Share

The Art of Teaching During COVID-19

Level Up Your Distance Learning Game

Peg Maddocks, PhD, Executive Director, NapaLearns
Published on October 6, 2020

Like many school districts across the country, Napa County was caught off-guard with the sudden closure of schools this spring. Distance learning was unplanned, which led to uneven execution, and unsuccessful learning experiences for many students. 

We discovered that most teachers were unprepared to replace their in-person, front-of-the-classroom teaching styles with a virtual Zoom room on two levels: First, coming up to speed with technologies like Zoom and other tools that were necessary to deliver their lessons — the delivering mechanisms, if you will. And second, learning how to use those technologies to provide the social-emotional support needed for students to engage and learn. The latter is where classrooms become more interactive, relevant, and motivating for students, resulting in higher student achievement. 

Taking a Step Back

As a result, this summer we found ourselves asking: 

  • What did we learn from what happened in the spring? What went well and what could have been better?
  • How could we design routines and norms to help teachers get ready for back to school?
  • How should we reimagine classrooms and teaching practices that create emotional connections with kids and parents?

To answer these questions, NapaLearns teamed up with the Napa County Office of Education and LearnShift — a group of teacher volunteers who earned their master’s degrees through the NapaLearns Fellows program — and hosted a 3-day conference called “Level Up Your Distance Learning Game.”  More than 130 teachers in Napa County attended and participated in sessions on how to devise lessons that built clarity, community, and engagement.

Learning and Engagement Strategies

The primary goal of the conference was to equip teachers with the key tools and approaches they need to forge a connection with their students. It focused more on learning strategies and how to increase student engagement, and less on the curriculum-based tools that the districts provided to their teachers. 

To do that, the teachers leading the conference relied on the CASELS social emotional learning methodology. Social emotional learning provides students with the agency they need to engage in their own learning and helps them feel they are part of the classroom so they show up and participate. 

Typically, by the time teachers are in their third year of teaching, they have developed a style of their own that defines how they interact with their students and how students interact with them. For many teachers, moving to a distance learning paradigm felt like starting their teaching careers all over again.

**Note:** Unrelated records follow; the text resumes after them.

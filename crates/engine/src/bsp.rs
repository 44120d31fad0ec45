use crate::macd::MacdCalculator;
use crate::segment::beyond;
use chan_core::config::ChanConfig;
use chan_core::structure::entity::{BspType, Direction, Segment, Signal, Zone, ZoneLevel};
use chan_core::structure::port::Swing;
use std::collections::BTreeMap;

/// 波动在 `direction` 方向上到达的价格。
fn reach<S: Swing>(swing: &S, direction: Direction) -> f64 {
    match direction {
        Direction::Up => swing.high(),
        Direction::Down => swing.low(),
    }
}

fn overlap<S: Swing>(a: &S, b: &S) -> bool {
    a.low().max(b.low()) < a.high().min(b.high())
}

/// # Summary
/// 单一级别上识别买卖点所需的结构输入。
///
/// # Invariants
/// - `swings` 与 `zones` 属于同一级别 `level`。
/// - `frontier` 之前开始的中枢均已确认，新中枢只会从 `frontier` 及之后开始。
pub struct SignalInput<'a, S> {
    pub level: ZoneLevel,
    pub swings: &'a [S],
    pub zones: &'a [Zone],
    // 笔级别时用作二类点锚点的线段
    pub segments: &'a [Segment],
    pub macd: &'a MacdCalculator,
    pub frontier: usize,
}

type SignalKey = (usize, BspType, bool);

impl<S: Swing> SignalInput<'_, S> {
    fn strength(&self, config: &ChanConfig, i: usize) -> f64 {
        self.swings.get(i).map_or(0.0, |s| {
            self.macd
                .strength(config.macd_algo, s.begin_bar(), s.end_bar(), s.direction())
        })
    }

    fn swing_ok(&self, i: usize) -> bool {
        self.swings.get(i).is_some_and(Swing::is_confirmed)
    }

    /// # Summary
    /// 计算稳定边界：下标小于该值的波动上的买卖点已完全由已确认结构决定。
    ///
    /// # Logic
    /// 取以下三者的最小值：
    /// 1. 第一段未确认波动；
    /// 2. 中枢前沿，其之前开始的中枢均已确认且不会再出现新中枢；
    /// 3. 以线段终点作二类点锚点时，第一个未确认线段的起点 (全部确认时为最后线段之后)。
    fn stable_bound(&self, config: &ChanConfig) -> usize {
        let swings = self.swings.partition_point(Swing::is_confirmed);
        let mut bound = swings.min(self.frontier);
        if !config.bsp2_follow_1 && self.level == ZoneLevel::Stroke {
            let open = self.segments.partition_point(|s| s.confirmed);
            let segments = match self.segments.get(open) {
                Some(s) => s.begin_stroke,
                None => self.segments.last().map_or(0, |s| s.end_stroke + 1),
            };
            bound = bound.min(segments);
        }
        bound
    }
}

/// # Summary
/// 一次重算中新产生的信号，只收集下标不小于 `from` 的部分。
struct Batch {
    from: usize,
    signals: BTreeMap<SignalKey, Signal>,
}

impl Batch {
    fn new(from: usize) -> Self {
        Self {
            from,
            signals: BTreeMap::new(),
        }
    }

    fn emit<S: Swing>(
        &mut self,
        input: &SignalInput<'_, S>,
        i: usize,
        kind: BspType,
        zone: Option<usize>,
        divergence: Option<f64>,
        confirmed: bool,
    ) {
        if i < self.from {
            return;
        }
        let Some(swing) = input.swings.get(i) else {
            return;
        };
        let signal = Signal {
            swing: i,
            level: input.level,
            kind,
            is_buy: swing.direction() == Direction::Down,
            price: swing.end_price(),
            bar: swing.end_bar(),
            time: swing.end_time(),
            zone,
            divergence,
            confirmed,
        };
        self.signals
            .entry(signal.key())
            .and_modify(|existing| existing.confirmed |= confirmed)
            .or_insert(signal);
    }

    fn first_classes(&self) -> impl Iterator<Item = &Signal> {
        self.signals.values().filter(|s| s.kind == BspType::T1)
    }
}

/// 某一方向上最早的一类点，及最早的已确认一类点。
#[derive(Debug, Clone, Copy, Default, PartialEq)]
struct Earliest {
    any: Option<usize>,
    confirmed: Option<usize>,
}

impl Earliest {
    fn mark(&mut self, signal: &Signal) {
        self.any = Some(self.any.map_or(signal.swing, |a| a.min(signal.swing)));
        if signal.confirmed {
            self.confirmed = Some(self.confirmed.map_or(signal.swing, |c| c.min(signal.swing)));
        }
    }
}

/// 进入中枢的同向波动：中枢首段之前最近的一段与 `direction` 同向的波动。
fn entry_swing<S: Swing>(swings: &[S], zone: &Zone, direction: Direction) -> Option<usize> {
    (1..=2)
        .filter_map(|k| zone.begin.checked_sub(k))
        .find(|&e| swings.get(e).is_some_and(|s| s.direction() == direction))
}

/// 以 `pos` 号中枢结尾、沿 `direction` 依次错开排列的中枢数量。
fn trend_len(zones: &[Zone], pos: usize, direction: Direction) -> u32 {
    let stepping = |prev: &Zone, cur: &Zone| match direction {
        Direction::Down => prev.low >= cur.high,
        Direction::Up => prev.high <= cur.low,
    };
    let run = zones.get(..=pos).map_or(0, |z| {
        z.windows(2)
            .rev()
            .take_while(|w| stepping(&w[0], &w[1]))
            .count()
    });
    u32::try_from(run + 1).unwrap_or(u32::MAX)
}

/// # Summary
/// 一类点与类一买卖点。
///
/// # Logic
/// 对每段波动 `i >= from`，取首段早于 `i - 2` 的最近中枢 `Z` (中枢按起点有序，二分查找)：
/// 1. 一类点：`i` 的极值越过 `Z` 在 `i` 之前所有成员的极值，且相对进入段满足背驰，
///    趋势中错开排列的中枢数不少于 `min_zs_cnt`；开启 `bs1_peak` 时还需是进入段以来的绝对极值。
/// 2. 类一：一类条件不满足，但 `i` 相对前一同向波动创新极值且满足背驰。
fn first_class<S: Swing>(input: &SignalInput<'_, S>, config: &ChanConfig, out: &mut Batch) {
    let rate = config.divergence_rate;
    let diverges = |out_strength: f64, in_strength: f64| {
        rate.is_infinite() || out_strength <= rate * in_strength
    };
    let ratio = |out_strength: f64, in_strength: f64| {
        (in_strength > 0.0).then(|| out_strength / in_strength)
    };

    for (i, swing) in input.swings.iter().enumerate().skip(out.from) {
        let d = swing.direction();
        let Some(pos) = input
            .zones
            .partition_point(|z| z.begin + 2 < i)
            .checked_sub(1)
        else {
            continue;
        };
        let Some(zone) = input.zones.get(pos) else {
            continue;
        };
        let settled = zone.confirmed && i <= input.frontier && input.swing_ok(i);
        let extreme = swing.extreme();
        let prior = zone
            .members
            .iter()
            .filter(|&&m| m < i)
            .filter_map(|&m| input.swings.get(m))
            .map(|s| reach(s, d))
            .reduce(|a, b| if beyond(d, a, b) { a } else { b });

        if prior.is_some_and(|p| beyond(d, extreme, p))
            && let Some(entry) = entry_swing(input.swings, zone, d)
        {
            let (s_out, s_in) = (input.strength(config, i), input.strength(config, entry));
            let peak_ok = !config.bs1_peak
                || input
                    .swings
                    .get(entry..i)
                    .is_some_and(|w| w.iter().all(|s| !beyond(d, reach(s, d), extreme)));
            if diverges(s_out, s_in)
                && trend_len(input.zones, pos, d) >= config.min_zs_cnt
                && peak_ok
            {
                let divergence = ratio(s_out, s_in);
                out.emit(input, i, BspType::T1, Some(zone.idx), divergence, settled);
                continue;
            }
        }

        if let Some(prev) = i.checked_sub(2).and_then(|p| input.swings.get(p))
            && beyond(d, extreme, prev.extreme())
        {
            let (s_out, s_prev) = (input.strength(config, i), input.strength(config, i - 2));
            if diverges(s_out, s_prev) {
                let divergence = ratio(s_out, s_prev);
                out.emit(input, i, BspType::T1p, Some(zone.idx), divergence, settled);
            }
        }
    }
}

/// # Summary
/// 从锚点 `j` 出发识别二类点及其后的类二点链。
///
/// # Logic
/// 1. 锚点之后的第一次同向回抽未越过锚点极值即为二类点。
/// 2. 此后每次同向回抽若仍未越过锚点极值、与上一次回抽重叠，且其间反弹未越过锚点后的首个反弹，
///    即为下一级类二点，链长受 `max_bsp2s_lv` 限制。
///
/// # Returns
/// 该锚点之后是否仍可能产生信号：链条在 `settled` 之前的波动上终止，或达到链长上限时返回 `false`。
fn second_class_chain<S: Swing>(
    input: &SignalInput<'_, S>,
    config: &ChanConfig,
    settled: usize,
    (j, anchor_ok): (usize, bool),
    out: &mut Batch,
) -> bool {
    let (Some(anchor), Some(rebound)) = (input.swings.get(j), input.swings.get(j + 1)) else {
        return true;
    };
    let d = anchor.direction();
    let (floor, ceiling) = (anchor.extreme(), rebound.extreme());
    let k = j + 2;
    let Some(retest) = input.swings.get(k) else {
        return true;
    };
    if beyond(d, retest.extreme(), floor) {
        return k >= settled;
    }
    out.emit(input, k, BspType::T2, None, None, anchor_ok && input.swing_ok(k));

    let (mut prev, mut level, mut n) = (k, 1u32, k + 2);
    while config.max_bsp2s_lv.is_none_or(|max| level <= max) {
        let (Some(bounce), Some(next), Some(last)) = (
            input.swings.get(n - 1),
            input.swings.get(n),
            input.swings.get(prev),
        ) else {
            return true;
        };
        if beyond(d, next.extreme(), floor)
            || beyond(d.opposite(), bounce.extreme(), ceiling)
            || !overlap(next, last)
        {
            return n >= settled;
        }
        out.emit(input, n, BspType::T2s, None, None, anchor_ok && input.swing_ok(n));
        prev = n;
        n += 2;
        level += 1;
    }
    false
}

/// # Summary
/// 三类点。
///
/// # Logic
/// 1. `3a`：中枢的离开波动完全处于中枢之外，且方向与突破方向相反 (向上突破后的回调为买点)。
/// 2. `3b`：后一个中枢整体位于前一个中枢之外，后一个中枢中第一段未回到前中枢的回调成员。
/// 3. 开启 `bsp3_follow_1` 时，要求中枢开始前已有同向一类点。
/// 4. 只检查离开波动或后继中枢成员可能落在 `from` 之后的中枢。
fn third_class<S: Swing>(
    input: &SignalInput<'_, S>,
    config: &ChanConfig,
    frozen: &[Earliest; 2],
    out: &mut Batch,
) {
    let mut earliest = *frozen;
    for signal in out.first_classes() {
        earliest[usize::from(signal.is_buy)].mark(signal);
    }
    let follow = |zone: &Zone, is_buy: bool| -> Option<bool> {
        if !config.bsp3_follow_1 {
            return Some(true);
        }
        let side = earliest[usize::from(is_buy)];
        side.any.filter(|&a| a <= zone.begin)?;
        Some(side.confirmed.is_some_and(|c| c <= zone.begin))
    };

    let skip = input
        .zones
        .partition_point(|z| z.end + 1 < out.from)
        .saturating_sub(1);
    let mut found: Vec<(usize, BspType, Option<usize>, bool)> = Vec::new();
    for (pos, zone) in input.zones.iter().enumerate().skip(skip) {
        if let Some(e) = zone.exit
            && let Some(swing) = input.swings.get(e)
        {
            let is_buy = swing.direction() == Direction::Down;
            let outside = if is_buy {
                swing.low() >= zone.high
            } else {
                swing.high() <= zone.low
            };
            if outside && let Some(follow_ok) = follow(zone, is_buy) {
                let confirmed = zone.confirmed && input.swing_ok(e) && follow_ok;
                found.push((e, BspType::T3a, Some(zone.idx), confirmed));
            }
        }

        let Some(next) = input.zones.get(pos + 1) else {
            continue;
        };
        let is_buy = if next.low >= zone.high {
            true
        } else if next.high <= zone.low {
            false
        } else {
            continue;
        };
        let retest = next
            .members
            .iter()
            .copied()
            .filter(|&m| Some(m) != zone.exit)
            .find(|&m| {
                input.swings.get(m).is_some_and(|s| {
                    if is_buy {
                        s.direction() == Direction::Down && s.low() > zone.high
                    } else {
                        s.direction() == Direction::Up && s.high() < zone.low
                    }
                })
            });
        if let Some(m) = retest
            && let Some(follow_ok) = follow(zone, is_buy)
        {
            let confirmed = zone.confirmed && next.confirmed && input.swing_ok(m) && follow_ok;
            found.push((m, BspType::T3b, Some(next.idx), confirmed));
        }
    }

    for (i, kind, zone, confirmed) in found {
        out.emit(input, i, kind, zone, None, confirmed);
    }
}

/// # Summary
/// 单一级别的买卖点簿，增量维护信号序列。
///
/// # Invariants
/// - `signals` 按 (波动下标, 类型, 方向) 排序，只含 `bs_type` 允许的类型。
/// - 波动下标小于 `settled` 的信号永不改变，之后每次只重算其后的尾部。
/// - 增量结果与对同一结构从头识别的结果完全一致。
#[derive(Debug, Clone, Default)]
pub struct SignalBook {
    signals: Vec<Signal>,
    // 稳定边界 (波动下标)
    settled: usize,
    // 稳定部分中每个方向最早的一类点，下标 0 为卖、1 为买
    earliest: [Earliest; 2],
    // 位于稳定部分、类二点链尚未终止的锚点
    anchors: BTreeMap<usize, bool>,
}

impl SignalBook {
    pub fn new() -> Self {
        Self::default()
    }

    pub fn signals(&self) -> &[Signal] {
        &self.signals
    }

    /// 下标小于该值的波动上的买卖点已不再变化。
    pub fn settled(&self) -> usize {
        self.settled
    }

    /// # Summary
    /// 结构变化后重算买卖点尾部。
    ///
    /// # Logic
    /// 1. 从上一次的稳定边界开始，依次识别一类、二类、三类点；二类与三类依赖未过滤的一类点。
    /// 2. 二类点锚点：稳定部分中仍可延伸的锚点、新的一类点，以及 (未要求跟随一类点时) 笔级别的线段终点。
    /// 3. 信号确认当且仅当其依赖的波动与中枢均已确认，且依赖 "最近中枢" 的判定位于中枢前沿之内。
    /// 4. 替换旧尾部并按 `bs_type` 过滤，再把新稳定边界之前的一类点与锚点并入稳定部分。
    ///
    /// # Returns
    /// 被替换掉的旧尾部信号。
    pub fn update<S: Swing>(
        &mut self,
        input: &SignalInput<'_, S>,
        config: &ChanConfig,
    ) -> Vec<Signal> {
        let from = self.settled;
        let settled = input.stable_bound(config).max(from);
        let mut out = Batch::new(from);

        first_class(input, config, &mut out);

        let mut anchors = self.anchors.clone();
        for signal in out.first_classes() {
            *anchors.entry(signal.swing).or_insert(false) |= signal.confirmed;
        }
        if !config.bsp2_follow_1 && input.level == ZoneLevel::Stroke {
            let skip = input.segments.partition_point(|s| s.end_stroke < from);
            for segment in input.segments.iter().skip(skip) {
                *anchors.entry(segment.end_stroke).or_insert(false) |= segment.confirmed;
            }
        }
        let mut open = BTreeMap::new();
        for (j, anchor_ok) in anchors {
            if second_class_chain(input, config, settled, (j, anchor_ok), &mut out) && j < settled {
                open.insert(j, anchor_ok);
            }
        }
        self.anchors = open;

        third_class(input, config, &self.earliest, &mut out);

        for signal in out.first_classes().filter(|s| s.swing < settled) {
            self.earliest[usize::from(signal.is_buy)].mark(signal);
        }
        let keep = self.signals.partition_point(|s| s.swing < from);
        let replaced = self.signals.split_off(keep);
        self.signals
            .extend(out.signals.into_values().filter(|s| config.emits(s.kind)));
        self.settled = settled;
        replaced
    }
}

/// # Summary
/// 对一个级别的结构从头识别全部买卖点。
///
/// # Returns
/// 按 (波动下标, 类型, 方向) 排序的信号列表。
pub fn classify<S: Swing>(input: &SignalInput<'_, S>, config: &ChanConfig) -> Vec<Signal> {
    let mut book = SignalBook::new();
    book.update(input, config);
    book.signals
}
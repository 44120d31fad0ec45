use chan_core::config::ChanConfig;
use serde::{Deserialize, Serialize};
use std::path::PathBuf;

/// # Summary
/// 批量扫描的运行参数。
#[derive(Debug, Clone, PartialEq, Serialize, Deserialize)]
#[serde(default)]
pub struct ScanSettings {
    // 存放 `{symbol}_{timeframe}.json` K 线文件的目录
    pub data_dir: PathBuf,
    // 最近多少根 K 线内的买点算作命中
    pub recent_window: usize,
    // 工作线程数，0 表示按 CPU 核数
    pub threads: usize,
}

impl Default for ScanSettings {
    fn default() -> Self {
        Self {
            data_dir: PathBuf::from("data"),
            recent_window: 3,
            threads: 0,
        }
    }
}

/// # Summary
/// 应用配置：结构分析配置加扫描参数。
///
/// # Logic
/// 优先级从低到高：默认值、当前目录下可选的 `chan.toml`、`CHAN__` 前缀的环境变量
/// (层级以双下划线分隔，例如 `CHAN__SCAN__THREADS=4`、`CHAN__CHAN__SEG_ALGO=break`)。
#[derive(Debug, Clone, Default, PartialEq, Serialize, Deserialize)]
#[serde(default)]
pub struct Settings {
    pub chan: ChanConfig,
    pub scan: ScanSettings,
}

impl Settings {
    pub fn load() -> Result<Self, config::ConfigError> {
        Self::from_builder(
            config::Config::builder()
                .add_source(config::File::with_name("chan").required(false))
                .add_source(
                    config::Environment::with_prefix("CHAN")
                        .prefix_separator("__")
                        .separator("__")
                        .try_parsing(true),
                ),
        )
    }

    fn from_builder(
        builder: config::ConfigBuilder<config::builder::DefaultState>,
    ) -> Result<Self, config::ConfigError> {
        builder.build()?.try_deserialize()
    }
}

We took a step back and addressed what is at the heart of teaching. We explored strategies on how to take what teachers normally do when they start the school year to build a class community and transfer that to a digital environment. We provided ways to measure student understanding and how to break students into online groups that facilitate interaction. 

There’s a human element to teaching and our goal was to bring that humanity to the art of teaching online. 

Hands-On Workshops

In addition to learning and engagement strategies, participating teachers were able to create their own unique content. They built a classroom website to provide their students and parents a one-stop shop for learning what’s happening in the classroom. They also created their own bitmoji’s or avatars to form fun links with their students and they recorded their own welcome back videos to greet their students who could in turn share them with their parents. 

Teachers were excited about getting organized and putting joy into their online lessons, making them more active and integrated. They started moving to a more blended learning environment — using video, reading on-screen, and using their creativity to become storytellers — that allows personalization and builds online relationships with their students. 

Teachers started the journey of recreating their style.

An Investment in Our Teachers

Distance learning is happening throughout Napa County. This conference was a way for teachers to invest in themselves and redefine their teaching practices to fit the times we are in.

Our hope is they will adopt this new way of teaching and learning, and that they will be proud of what they’re doing in their classrooms. We plan to continue these kinds of professional development opportunities so teachers can continue to grow in their practice and confidence.